• [Records provided]:
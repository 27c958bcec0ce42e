//! The playback loop.
//!
//! [`Engine`] owns the [`PlaybackSession`] and every scratch buffer. Each
//! call to [`Engine::tick`] pulls at most one block or navigation event,
//! runs the timers and the subpicture scheduler, flushes the overlay and
//! handles at most one queued command. Events go out on the event queue in
//! the order their causes are detected.

mod dispatch;
mod nav_events;

use std::time::Duration;

use log::{Level, debug, info, trace, warn};

use crate::log_or_err;
use crate::process::audio_route::{AudioOutput, AudioRouter, CodecSupport};
use crate::process::classify::{ClassifyContext, SectorClassifier};
use crate::process::highlight::{HighlightCoordinator, HighlightMask, MaskOutcome, button_highlight};
use crate::process::spu_decode::SpuDecoder;
use crate::process::spu_sync::{SpuRing, SyncDecision, sync_decision};
use crate::process::trick::{self, Boundary};
use crate::structs::codec::{Ac3Decoder, MpegAudioEncoder};
use crate::structs::command::{Command, CommandReceiver};
use crate::structs::config::{ColorDepth, PlayerConfig, TvSystem};
use crate::structs::event::{
    BlitArea, Event, EventSender, SizeInfo, SpuRenderedInfo, TimeInfo, TrickInfo,
};
use crate::structs::nav::{CellInfo, Navigator, Pci, SpuLanguageMap};
use crate::structs::palette::{Clut, PaletteWorkingSet, blit_to_argb};
use crate::structs::pes::{PES_OFFSET, SECTOR_SIZE};
use crate::structs::pipe::Wait;
use crate::structs::session::{PlayMode, PlaybackSession, ResumeSnapshot, TrickMode};
use crate::structs::sink::{MediaSink, Overlay, OverlaySurface, VideoEvent};
use crate::structs::spu::{FRAME_HEIGHT, FRAME_WIDTH, IndexedFrame, SpuKind, SpuPendingEntry};
use crate::structs::stream::StreamClassification;
use crate::utils::errors::{EngineError, NavError, ProtocolError, SinkError};
use crate::utils::timing::{Clock, Deadline};

const TIME_UPDATE_MS: u64 = 1000;

/// Command poll timeout while nothing else needs the loop.
const IDLE_POLL: Duration = Duration::from_millis(100);

/// Frames a directional key advances from pause.
const STEP_FRAMES: u64 = 3;

/// Severity from which device errors end the session.
#[derive(Debug, Clone, Copy, PartialEq, Eq)]
pub struct FailPolicy {
    pub fail_level: Level,
}

/// Logs a device error, or turns it into a session failure under a strict
/// fail level.
pub(crate) fn tolerate<T>(
    policy: FailPolicy,
    result: Result<T, SinkError>,
) -> Result<Option<T>, EngineError> {
    match result {
        Ok(value) => Ok(Some(value)),
        Err(e) => {
            log_or_err!(policy, Level::Warn, EngineError::Device(e));
            Ok(None)
        }
    }
}

/// Navigation calls triggered by keys are best effort.
pub(crate) fn soft(result: Result<(), NavError>, call: &str) -> bool {
    match result {
        Ok(()) => true,
        Err(e) => {
            warn!("Navigation {call} failed: {e}");
            false
        }
    }
}

/// Everything the engine drives but does not implement.
pub struct Collaborators {
    pub nav: Box<dyn Navigator>,
    pub video: Box<dyn MediaSink>,
    pub audio: Box<dyn MediaSink>,
    pub overlay: Box<dyn Overlay>,
    pub clock: Box<dyn Clock>,
    pub ac3: Option<Box<dyn Ac3Decoder>>,
    pub encoder: Option<Box<dyn MpegAudioEncoder>>,
}

/// What a finished session hands back to its caller.
#[derive(Debug, Default, Clone, Copy, PartialEq, Eq)]
pub struct SessionOutcome {
    /// Position captured by `Exit`, for the next session's `resume`.
    pub resume: Option<ResumeSnapshot>,
}

#[derive(Debug, Default)]
struct Timers {
    time_update: Deadline,
    /// Finite still frame.
    wait: Deadline,
    /// Display duration of the subtitle on screen.
    spu: Deadline,
    trick: Deadline,
}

• [What you are asked to do]:
Your reply should be the number of lines in the listing above that contain "MpegAudioEncoder", with nothing added.

• [Solution to this problem]:
2